So, the other day while waiting for my brother, yeah thehorsefarmer, to arrive with his beautiful bride and their granddaughter to arrive to attend a local car show, I read about an even cooler show the esteemed Mr. Brennan shared with us, surfed a couple blogs and decided to gather a quick cruise on the beach. As I was returning to my Taj Mahal, this olelongrooffan spotted yet another Coupe deVille hey, (at least it’s not another LaSalle!) in the parking lot of the local bank that is America.
This illogically parked luxury sedan captured this olelongrooffan’s attention as I was cruising at the legal speed limit of 35 mph on A1A, the local main drag here beachside in the Birthplace of Speed. I mean, if you own a huge ass coupe, wouldn’t you really try to pull as far into the parking space as you could?

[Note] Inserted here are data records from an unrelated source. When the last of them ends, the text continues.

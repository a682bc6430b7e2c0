//! Identity and wire DTOs shared across the client.
//!
//! DESIGN
//! ======
//! `User` is never fetched from a server; it is projected out of the token
//! payload by [`User::from_claims`]. Unknown claims are kept in `extra` so
//! callers can still reach fields the upstream adds later.

#[cfg(test)]
#[path = "types_test.rs"]
mod types_test;

use reqwest::Method;
use serde::{Deserialize, Serialize};
use serde_json::{Map, Value};

/// Role assumed when the token payload does not carry one.
pub const DEFAULT_ROLE: &str = "promoter";

/// Identifier used when the payload has no usable `id` claim.
pub const FALLBACK_USER_ID: &str = "USR-000";

// =============================================================================
// ROLE
// =============================================================================

/// Typed view over the free-form `role` claim.
#[derive(Clone, Debug, PartialEq, Eq)]
pub enum Role {
    Superadmin,
    Admin,
    Promoter,
    Other(String),
}

impl Role {
    /// Case-sensitive: the upstream only ever issues lowercase role names.
    #[must_use]
    pub fn parse(raw: &str) -> Self {
        match raw {
            "superadmin" => Self::Superadmin,
            "admin" => Self::Admin,
            "promoter" => Self::Promoter,
            other => Self::Other(other.to_owned()),
        }
    }

    #[must_use]
    pub fn as_str(&self) -> &str {
        match self {
            Self::Superadmin => "superadmin",
            Self::Admin => "admin",
            Self::Promoter => "promoter",
            Self::Other(raw) => raw,
        }
    }
}

impl std::fmt::Display for Role {
    fn fmt(&self, f: &mut std::fmt::Formatter<'_>) -> std::fmt::Result {
        f.write_str(self.as_str())
    }
}

// =============================================================================
// USER
// =============================================================================

/// The signed-in user, derived from the credential token payload.
#[derive(Clone, Debug, PartialEq, Serialize, Deserialize)]
pub struct User {
    pub id: String,
    #[serde(default, skip_serializing_if = "Option::is_none")]
    pub name: Option<String>,
    #[serde(default, skip_serializing_if = "Option::is_none")]
    pub email: Option<String>,
    #[serde(default, skip_serializing_if = "Option::is_none")]
    pub role: Option<String>,
    #[serde(default, skip_serializing_if = "Option::is_none")]
    pub avatar: Option<String>,
    /// Remaining payload claims.
    #[serde(flatten)]
    pub extra: Map<String, Value>,
}

impl User {
    /// Project a user out of decoded token claims.
    ///
    /// Claims live under a nested `data` object when the issuer wraps them,
    /// otherwise at the top level. `id` falls back to [`FALLBACK_USER_ID`]
    /// and `role` to [`DEFAULT_ROLE`].
    #[must_use]
    pub fn from_claims(payload: &Map<String, Value>) -> Self {
        let claims = match payload.get("data") {
            Some(Value::Object(nested)) => nested,
            _ => payload,
        };

        let id = claims.get("id").and_then(claim_text).unwrap_or_else(|| FALLBACK_USER_ID.to_owned());
        let name = claims.get("name").and_then(claim_text);
        let email = claims.get("email").and_then(claim_text);
        let role = claims.get("role").and_then(claim_text).unwrap_or_else(|| DEFAULT_ROLE.to_owned());
        let avatar = claims.get("avatar").and_then(claim_text);

        let extra = claims
            .iter()
            .filter(|(key, _)| !matches!(key.as_str(), "id" | "name" | "email" | "role" | "avatar"))
            .map(|(key, value)| (key.clone(), value.clone()))
            .collect();

        Self { id, name, email, role: Some(role), avatar, extra }
    }

    /// Static identity substituted for an undecodable token under the
    /// placeholder policy.
    #[must_use]
    pub fn placeholder() -> Self {
        let mut extra = Map::new();
        extra.insert("firstName".to_owned(), Value::String("Sofia".to_owned()));
        extra.insert("lastName".to_owned(), Value::String("Rivers".to_owned()));
        Self {
            id: FALLBACK_USER_ID.to_owned(),
            name: None,
            email: Some("sofia@devias.io".to_owned()),
            role: None,
            avatar: Some("/assets/avatar.png".to_owned()),
            extra,
        }
    }

    /// Typed role, or `None` when the user carries no role at all.
    #[must_use]
    pub fn role(&self) -> Option<Role> {
        self.role.as_deref().map(Role::parse)
    }

    /// Best label for greeting the user.
    #[must_use]
    pub fn display_name(&self) -> &str {
        self.name.as_deref().or(self.email.as_deref()).unwrap_or(&self.id)
    }
}

/// Non-empty string or number claim rendered as text.
fn claim_text(value: &Value) -> Option<String> {
    match value {
        Value::String(s) if !s.is_empty() => Some(s.clone()),
        Value::Number(n) => Some(n.to_string()),
        _ => None,
    }
}

// =============================================================================
// WIRE
// =============================================================================

/// One outgoing JSON request, relative to the API base URL.
#[derive(Clone, Debug, PartialEq)]
pub struct ApiRequest {
    pub method: Method,
    pub path: String,
    pub bearer: Option<String>,
    pub body: Option<Value>,
}

/// A reply as seen by the pipeline. Non-JSON bodies arrive as `Value::Null`.
#[derive(Clone, Debug, PartialEq)]
pub struct ApiResponse {
    pub status: u16,
    pub body: Value,
}

impl ApiResponse {
    #[must_use]
    pub fn new(status: u16, body: Value) -> Self {
        Self { status, body }
    }

    #[must_use]
    pub fn is_success(&self) -> bool {
        (200..300).contains(&self.status)
    }

    /// The body's `message` field, if it is a string.
    #[must_use]
    pub fn message(&self) -> Option<&str> {
        self.body.get("message").and_then(Value::as_str)
    }
}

So, as my fellow Hoons can see, this thing is absolutely HUGE. With the rear deck nearly as long as the hood out front. Plenty of room in this trunk for all things illegal. Hey, this olelongrooffan is talking about sneaking into drive-in movies—get your mind out of the gutter.

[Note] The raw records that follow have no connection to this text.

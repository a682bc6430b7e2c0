//! Session core for the taxi sampling dashboard.
//!
//! SYSTEM CONTEXT
//! ==============
//! Everything a dashboard front end needs to know about "who is signed in":
//! the persisted token store, the token payload codec, the auth client, the
//! authenticated request pipeline, the session state holder, route guards and
//! the role-aware navigation list. The CLI sits on top of this crate; the proxy
//! server only relays what it calls.
//!
//! TRUST MODEL
//! ===========
//! Tokens are decoded, never verified. The upstream issuer is the only party
//! that can reject a token, and it does so per request with 401/403, which the
//! request pipeline turns into a logout + redirect.

pub mod auth;
pub mod error;
pub mod net;
pub mod paths;
pub mod state;
pub mod util;

#[cfg(test)]
pub(crate) mod test_helpers;

pub use error::AuthError;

This triple black beauty with blackwall tires appears to be almost sinister in form. While I’m not 100% certain, this Coupe de Ville would be either a 69 or 70 but since I am terrible at identifying caddy model years, I’m going to leave it at late 60’s or early 70’s Coupe de Ville.
This olelongrooffan only hopes the air conditioning box was checked when this coupe was built and it is still in operable condition. Because even with those tinted windows, this black beauty has to be hot as hades in our Florida sunshine.